I was a pastors kid and growing up there was no shortage of people who got up to speak or give a “message” in front of the church. I always ignored them for the most part. They were all pretty much the same to me anyway. Save one. Buck Webb.
I’d seen him at church Sunday mornings plenty of times. Buck was a believer that much I knew. He had a daughter that had caught my eye on more than one occasion, for sure. But outside of that, I didn’t really know much about the man.
Sunday morning started pretty much like it did every Sunday
Brush your teeth, comb your hair, don’t wear the jeans with the holes in them, etc. Sitting in the pew, I had every intention of passing my time there like I always did. By doing my best to avoid that look my Ma would give me when I was too loud or had just done something stupid.
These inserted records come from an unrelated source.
use utoipa::OpenApi;

#[derive(OpenApi)]
#[openapi(
    components(
        schemas(axum_helpers::ErrorResponse)
    ),
    info(
        title = "Linked Events API",
        version = "1.0.0",
        description = "JSON-LD API for events, places, keywords and languages"
    ),
    nest(
        (path = "/v1", api = domain_linked_events::ApiDoc)
    )
)]
pub struct ApiDoc;

#[cfg(test)]
mod tests {
    use super::*;

    #[test]
    fn test_paths_are_versioned() {
        let doc = ApiDoc::openapi();
        assert!(doc.paths.paths.contains_key("/v1/event/"));
        assert!(doc.paths.paths.contains_key("/v1/event/{id}/"));
        assert!(doc.paths.paths.contains_key("/v1/search/"));
    }
}
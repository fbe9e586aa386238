use sea_orm::{Database, DatabaseConnection, DbErr};
use tracing::info;

use super::PostgresConfig;
use crate::common::{RetryConfig, retry_with_backoff};

/// Open a pool using the given settings.
pub async fn connect_from_config(config: PostgresConfig) -> Result<DatabaseConnection, DbErr> {
    let db = Database::connect(config.into_connect_options()).await?;
    info!("Connected to PostgreSQL");
    Ok(db)
}

/// Open a pool, retrying with exponential backoff while the server is unreachable.
///
/// `None` uses [`RetryConfig::default`].
pub async fn connect_from_config_with_retry(
    config: PostgresConfig,
    retry_config: Option<RetryConfig>,
) -> Result<DatabaseConnection, DbErr> {
    retry_with_backoff(
        || connect_from_config(config.clone()),
        retry_config.unwrap_or_default(),
    )
    .await
}
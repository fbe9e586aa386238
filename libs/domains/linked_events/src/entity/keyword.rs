use sea_orm::entity::prelude::*;
use serde::{Deserialize, Serialize};

use super::{text_from_json, utc};

#[derive(Clone, Debug, PartialEq, DeriveEntityModel, Serialize, Deserialize)]
#[sea_orm(table_name = "keyword")]
pub struct Model {
    #[sea_orm(primary_key, auto_increment = false)]
    pub id: String,
    pub data_source: String,
    pub origin_id: Option<String>,
    pub aggregate: bool,
    pub last_modified_time: DateTimeWithTimeZone,
    /// Bare name column, mirrored from the default language.
    pub name: Option<String>,
    pub text: Json,
}

#[derive(Copy, Clone, Debug, EnumIter, DeriveRelation)]
pub enum Relation {}

impl ActiveModelBehavior for ActiveModel {}

impl From<Model> for crate::models::Keyword {
    fn from(model: Model) -> Self {
        let mut text = text_from_json(model.text);
        text.set("name", model.name);

        Self {
            id: model.id,
            data_source: model.data_source,
            origin_id: model.origin_id,
            aggregate: model.aggregate,
            last_modified_time: utc(model.last_modified_time),
            text,
        }
    }
}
But that Sunday, during the song service, my dad called Buck Webb up to the pulpit.
It was an odd thing. Outside of the ordinary. But out of the ordinary was quite a commonplace type of thing in a Pentecostal church. So I just looked up and then was intent on going back to my fervently studying of the baby Jesus, like the good Lord intended.
Thing is, Buck didn’t look right. He seemed different. Hard to explain really. He was smiling the biggest smile I think I’d ever seen someone smile and his face was beaming.
I watched him intently as he took the mic
His voice was strong and resolute. His eyes seemed to look at everyone individually in the congregation. He even seemed to look right at me. He spoke of some news he’d been given recently and how excited he was to have been given it. I listened intently, curious as to what would have him so excited.
Then he said he had been diagnosed with cancer. That it was inoperable. I didn’t even know what that meant at the time. But I knew what the word cancer meant and I could tell from the reaction of everyone in the church that – Buck Webb was gonna die.
People started crying. People came up to lay their hands on him. Only…Buck didn’t want healed. Buck didn’t want people crying for him.
This guy had just got issued a death sentence and he was standing up in front of everyone saying he was ready and thankful that it was his time to go…and that God was calling him home. So he was excited and had tears of joy. Asking that people celebrate with him…’cause he was going home.
I’ll never forget that moment
For a young boy of about ten years old that was a jaw dropping moment. I ain’t never heard of anyone speak of death that way. But it’s never far from my memory now when I hear people speak of death. I knew of a man that didn’t fear it. That actually embraced it.
And sure, I’m not void of my adult brain in how it attempts to rationalize it now that I’m older…maybe he was faking it for his family?…maybe when he was alone he really was afraid to die?…maybe I was just young and didn’t understand what was being said, etc.
I’ve thought of all those things. Only, I saw into the eyes of that man. I saw Buck Webb…that man believed every word he was saying and he wasn’t afraid. He was going home to see his savior…and roughly two weeks later he did.
In this life, sometimes we really go through some stuff
No denying that. You look at the travesties taking place all over the globe, the pain, suffering, the nations wholly in a perpetual state of distress. Then you dial it down into the circumstances surrounding your own life. It can be kind of hard to see the good in it. Makes it more understandable on why Buck would be so glad to be leaving.
But it was more than that. Buck had a peace about him. He was “ok” and at peace with all of it. Almost like he had seen behind the veil and knew there was a structure or order behind all of it.
Buck knew…so he had no fear of process, procedure, or outcomes. The how was no longer his concern. He simply…he was still alive and yet his soul was at rest.
Standing up on stage in front of a congregation of people with his face beaming, saying have no fear!
I sincerely pray that we all can do that. I pray we all can face death like Buck Webb. Have the faith that Buck Webb had…to stand tall, with our face towards the sunset and whisper…”I’m ready”.
Read more here: The Resurrection and the Life
Copyright©2021 Jacob C. Larson All Rights Reserved
***If a family member of Buck Webb happens across this blog and recognizes this, I just want to say…Thank you. Whoever the man Buck Webb was to your family, he was a great man to me. I pray this brief mention of him is a marked addition to the legacy of the man he was.